Federal elections were held on 22 September to elect the members of the 18th Bundestag of Germany. At stake were all 598 seats to the Bundestag, plus 33 overhang seats determined thereafter. The Christian Democratic Union/Christian Social Union (CDU/CSU) of Chancellor Angela Merkel won their best result since 1990, with nearly 42% of the vote and nearly 50% of the seats (five short for an overall majority). However, their coalition partner, the Free Democrats (FDP), failed to meet the 5% vote threshold in what was their worst showing ever in a federal election, thus denying them seats in the Bundestag for the first time in their history.
Merkel's party reached a coalition agreement with the then-main opposition party, the Social Democrats (SPD), to form a grand coalition; the third in the country's history since World War II. The SPD leadership conducted a ratification vote by their broader membership before the agreement was made final.
|German federal election, 2013|
All 598 seats in the Bundestag, as well as 4 overhang and 29 leveling seats
316 seats needed for a majority
The left side shows constituency winners of the election by their party colours. The right side shows Party list winners of the election for the additional members by their party colours.
In the last federal election in 2009, the Christian Democratic Union (CDU); its Bavarian sister party, the Christian Social Union (CSU); and the Free Democratic Party (FDP) won the election with Angela Merkel as Chancellor and Guido Westerwelle as Vice-Chancellor.
The date of the German federal election is governed by the Basic Law for the Federal Republic of Germany (Germany's constitution) and the Federal Election Law (Bundeswahlgesetz).
Article 39 of the Basic Law states that the Bundestag shall be elected between 46 and 48 months after the beginning of the legislative period. As the 17th Bundestag convened on 27 October 2009, the election was scheduled between 27 August and 27 October 2013. To avoid school holidays, a date in late September is usually chosen; this made 15 or 22 September 2013 the most likely dates. Indeed, the Federal President ordered 22 September 2013 to be the election day upon the recommendation of the federal government.
Polling stations were open from 8:00 to 18:00.
According to Article 38 of the Basic Law for the Federal Republic of Germany, members of the Bundestag shall be elected in general, direct, free, equal and secret elections; everyone over the age of eighteen is entitled to vote.

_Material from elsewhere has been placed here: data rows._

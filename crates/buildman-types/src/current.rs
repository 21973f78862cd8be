//! Active selection state.

use serde::{Deserialize, Serialize};

use crate::build::Build;

/// What the tracker believes is reflected in the live account.
#[derive(Debug, Clone, PartialEq, Eq, Serialize, Deserialize)]
#[serde(tag = "state", content = "build", rename_all = "lowercase")]
pub enum ActiveState {
    /// No active build; the live account state is unknown or deliberately cleared.
    Empty,
    /// An orchestration run is in flight.
    Applying,
    /// The build last applied successfully.
    Applied(Build),
}

impl ActiveState {
    pub fn build(&self) -> Option<&Build> {
        match self {
            ActiveState::Applied(build) => Some(build),
            _ => None,
        }
    }
}

/// Active state plus whether the saved entry has drifted from it.
#[derive(Debug, Clone, PartialEq, Eq, Serialize, Deserialize)]
pub struct ActiveStatus {
    #[serde(flatten)]
    pub state: ActiveState,
    /// The stored build with the current build's id was edited or removed
    /// after it was applied.
    pub expired: bool,
}
//! Key-value storage types.

/// Storage key holding the array of saved builds.
pub const MANAGER_KEY: &str = "BM_MANAGER";

/// Storage key holding the active selection (a build or null).
pub const CURRENT_KEY: &str = "BM_CURRENT";

/// Storage key holding remembered equipment-set labels.
pub const INVENTORY_KEY: &str = "BM_INVENTORY";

In 2008, some modifications to the electoral system were required under an order of the Federal Constitutional Court. The court had found a provision in the Federal Election Law by which it was possible for a party to experience a negative vote weight, thus losing seats due to more votes, violated the constitutional guarantee of the electoral system being equal and direct.
The court allowed three years for these changes, so the 2009 federal election was not affected. The changes were due by 30 June 2011, but appropriate legislation was not completed by that deadline. A new electoral law was enacted in late 2011, but declared unconstitutional once again by the Federal Constitutional Court upon lawsuits from the opposition parties and a group of some 4,000 private citizens.
Finally, four of the five factions in the Bundestag agreed on an electoral reform whereby the number of seats in the Bundestag will be increased as much as necessary to ensure that any overhang seats are compensated through apportioned leveling seats, to ensure full proportionality according to the political party's share of party votes at the national level. The Bundestag approved and enacted the new electoral reform in February 2013.
The Bundestag is elected using mixed-member proportional representation, as of February 2013 this means each voter has two votes, a first vote for the election of a constituency candidate (by method of first-past-the-post), and a second vote for the election of a state list. The Sainte-Laguë/Schepers method is used to convert the votes into seats, in a two-stage process with each stage involving two calculations. First, the number of seats to be allocated to each state is calculated, based on the proportion of the German population living there. Then the seats in each state are allocated to the party lists in that state, based on the proportion of second votes each party received.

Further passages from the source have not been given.